Sepenggal Kisah di Ujung Selatan
Menjelang senja di ujung selatan Pulau Bangka, suasana sore itu begitu tenang. Langit mulai berwarna jingga, burung-burung pulang ke sarang, sementara angin laut berhembus pelan membawa aroma asin khas pesisir.
Di sebuah warung kelontong sederhana yang berdiri di tepi jalan, tampak seorang lelaki berusia sekitar tiga puluh lebih tahunan duduk santai dengan secangkir kopi hitam di hadapannya.
Ia berbincang dengan beberapa orang di sekitarnya, sesekali tersenyum, sesekali tertawa kecil. Namun di balik kelakar dan obrolan ringan itu, raut wajahnya menampakkan kegelisahan.

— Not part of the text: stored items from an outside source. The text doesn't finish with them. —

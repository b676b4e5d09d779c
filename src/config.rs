//! Runtime configuration.
//!
//! Defaults match the built-in policy; each value can be overridden with an
//! `NFC_GUARD_*` environment variable.

use std::time::Duration;

use chrono::FixedOffset;
use thiserror::Error;

use crate::crypto::signature::{SigningSecret, DEFAULT_EXPIRY_WINDOW, DEFAULT_PAYLOAD_CAPACITY};
use crate::security::DetectorConfig;

pub const ENV_SECRET: &str = "NFC_GUARD_SECRET";
pub const ENV_EXPIRY_SECS: &str = "NFC_GUARD_EXPIRY_SECS";
pub const ENV_MAX_ACCESSES_PER_MINUTE: &str = "NFC_GUARD_MAX_ACCESSES_PER_MINUTE";
pub const ENV_MAX_LOCATIONS_PER_HOUR: &str = "NFC_GUARD_MAX_LOCATIONS_PER_HOUR";
pub const ENV_PAYLOAD_CAPACITY: &str = "NFC_GUARD_PAYLOAD_CAPACITY";
pub const ENV_PATTERN_WINDOW: &str = "NFC_GUARD_PATTERN_WINDOW";
pub const ENV_MAX_TRACKED_TAGS: &str = "NFC_GUARD_MAX_TRACKED_TAGS";
pub const ENV_ACQUIRE_TIMEOUT_SECS: &str = "NFC_GUARD_ACQUIRE_TIMEOUT_SECS";
pub const ENV_UTC_OFFSET_MINUTES: &str = "NFC_GUARD_UTC_OFFSET_MINUTES";

pub const DEFAULT_ACQUIRE_TIMEOUT: Duration = Duration::from_secs(10);

#[derive(Debug, Error, PartialEq, Eq)]
pub enum ConfigError {
    #[error("{key} has invalid value {value:?}")]
    InvalidValue { key: &'static str, value: String },
    #[error("{key} must be greater than zero")]
    Zero { key: &'static str },
}

#[derive(Debug, Clone, PartialEq)]
pub struct SecurityConfig {
    pub detector: DetectorConfig,
    /// Signatures older than this are expired.
    pub expiry_window: Duration,
    /// Maximum length of a signed payload string in bytes.
    pub payload_capacity: usize,
    /// How long to wait for a tag before giving up.
    pub acquire_timeout: Duration,
}

impl Default for SecurityConfig {
    fn default() -> Self {
        Self {
            detector: DetectorConfig::default(),
            expiry_window: DEFAULT_EXPIRY_WINDOW,
            payload_capacity: DEFAULT_PAYLOAD_CAPACITY,
            acquire_timeout: DEFAULT_ACQUIRE_TIMEOUT,
        }
    }
}

impl SecurityConfig {
    /// Defaults overridden by any `NFC_GUARD_*` variables that are set.
    pub fn from_env() -> Result<Self, ConfigError> {
        Self::from_lookup(|key| std::env::var(key).ok())
    }

    /// Same as `from_env`, with variables resolved through `lookup`.
    pub fn from_lookup<F>(lookup: F) -> Result<Self, ConfigError>
    where
        F: Fn(&str) -> Option<String>,
    {
        let mut config = Self::default();

        if let Some(secs) = parse_positive::<u64, _>(&lookup, ENV_EXPIRY_SECS)? {
            config.expiry_window = Duration::from_secs(secs);
        }
        if let Some(n) = parse_positive(&lookup, ENV_MAX_ACCESSES_PER_MINUTE)? {
            config.detector.max_accesses_per_minute = n;
        }
        if let Some(n) = parse_positive(&lookup, ENV_MAX_LOCATIONS_PER_HOUR)? {
            config.detector.max_locations_per_hour = n;
        }
        if let Some(n) = parse_positive(&lookup, ENV_PAYLOAD_CAPACITY)? {
            config.payload_capacity = n;
        }
        if let Some(n) = parse_positive(&lookup, ENV_PATTERN_WINDOW)? {
            config.detector.window = n;
        }
        if let Some(n) = parse_positive(&lookup, ENV_MAX_TRACKED_TAGS)? {
            config.detector.max_tracked_tags = n;
        }
        if let Some(secs) = parse_positive::<u64, _>(&lookup, ENV_ACQUIRE_TIMEOUT_SECS)? {
            config.acquire_timeout = Duration::from_secs(secs);
        }
        if let Some(raw) = lookup(ENV_UTC_OFFSET_MINUTES) {
            config.detector.utc_offset = raw
                .trim()
                .parse::<i32>()
                .ok()
                .and_then(|minutes| minutes.checked_mul(60))
                .and_then(FixedOffset::east_opt)
                .ok_or(ConfigError::InvalidValue {
                    key: ENV_UTC_OFFSET_MINUTES,
                    value: raw,
                })?;
        }

        Ok(config)
    }
}

/// Signing secret from `NFC_GUARD_SECRET`, if set and non-empty.
pub fn signing_secret_from_env() -> Option<SigningSecret> {
    std::env::var(ENV_SECRET)
        .ok()
        .filter(|s| !s.is_empty())
        .map(SigningSecret::new)
}

fn parse_positive<T, F>(lookup: &F, key: &'static str) -> Result<Option<T>, ConfigError>
where
    T: std::str::FromStr + PartialEq + Default,
    F: Fn(&str) -> Option<String>,
{
    let Some(raw) = lookup(key) else {
        return Ok(None);
    };
    let value: T = raw.trim().parse().map_err(|_| ConfigError::InvalidValue {
        key,
        value: raw.clone(),
    })?;
    if value == T::default() {
        return Err(ConfigError::Zero { key });
    }
    Ok(Some(value))
}

#[cfg(test)]
mod tests {
    use super::*;
    use std::collections::HashMap;

    fn lookup(vars: &[(&str, &str)]) -> impl Fn(&str) -> Option<String> {
        let map: HashMap<String, String> = vars
            .iter()
            .map(|(k, v)| (k.to_string(), v.to_string()))
            .collect();
        move |key| map.get(key).cloned()
    }

    #[test]
    fn test_defaults() {
        let config = SecurityConfig::from_lookup(lookup(&[])).unwrap();
        assert_eq!(config.expiry_window, Duration::from_secs(300));
        assert_eq!(config.payload_capacity, 200);
        assert_eq!(config.acquire_timeout, Duration::from_secs(10));
        assert_eq!(config.detector.max_accesses_per_minute, 3);
        assert_eq!(config.detector.max_locations_per_hour, 2);
        assert_eq!(config.detector.window, 20);
        assert_eq!(config.detector.max_tracked_tags, 256);
    }

    #[test]
    fn test_overrides() {
        let config = SecurityConfig::from_lookup(lookup(&[
            (ENV_EXPIRY_SECS, "60"),
            (ENV_MAX_ACCESSES_PER_MINUTE, "10"),
            (ENV_MAX_LOCATIONS_PER_HOUR, "4"),
            (ENV_PAYLOAD_CAPACITY, "500"),
            (ENV_PATTERN_WINDOW, "50"),
            (ENV_MAX_TRACKED_TAGS, "8"),
            (ENV_ACQUIRE_TIMEOUT_SECS, " 3 "),
            (ENV_UTC_OFFSET_MINUTES, "-300"),
        ]))
        .unwrap();

        assert_eq!(config.expiry_window, Duration::from_secs(60));
        assert_eq!(config.detector.max_accesses_per_minute, 10);
        assert_eq!(config.detector.max_locations_per_hour, 4);
        assert_eq!(config.payload_capacity, 500);
        assert_eq!(config.detector.window, 50);
        assert_eq!(config.detector.max_tracked_tags, 8);
        assert_eq!(config.acquire_timeout, Duration::from_secs(3));
        assert_eq!(config.detector.utc_offset.local_minus_utc(), -5 * 3600);
    }

    #[test]
    fn test_invalid_number() {
        let err = SecurityConfig::from_lookup(lookup(&[(ENV_EXPIRY_SECS, "five")])).unwrap_err();
        assert_eq!(
            err,
            ConfigError::InvalidValue {
                key: ENV_EXPIRY_SECS,
                value: "five".to_string()
            }
        );
    }

    #[test]
    fn test_zero_rejected() {
        let err = SecurityConfig::from_lookup(lookup(&[(ENV_PATTERN_WINDOW, "0")])).unwrap_err();
        assert_eq!(err, ConfigError::Zero { key: ENV_PATTERN_WINDOW });
    }

    #[test]
    fn test_offset_out_of_range() {
        let result = SecurityConfig::from_lookup(lookup(&[(ENV_UTC_OFFSET_MINUTES, "2000")]));
        assert!(matches!(result, Err(ConfigError::InvalidValue { .. })));
    }
}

Matanya sayu, kerut di dahinya seakan menyimpan beban berat yang tak mudah diceritakan. Lelaki itu tampak berusaha menutupi kesedihannya dengan candaan, seolah-olah tawa bisa menjadi tirai bagi luka batin yang dipikulnya.
Sambil menyesap kopi, terdengar ia berucap lirih, namun diselingi senyum getir.
“Jaman kini ekonomi sedang sulit, mencari pekerjaan sulit, bahkan ingin usaha juga sulit dan terkendala modal (uang). Jadi dak usah nek usaha halal, nek usaha haram pun sulit men dakde duit (modal),” ucapnya, disambut tawa kecil dari beberapa kawan duduknya.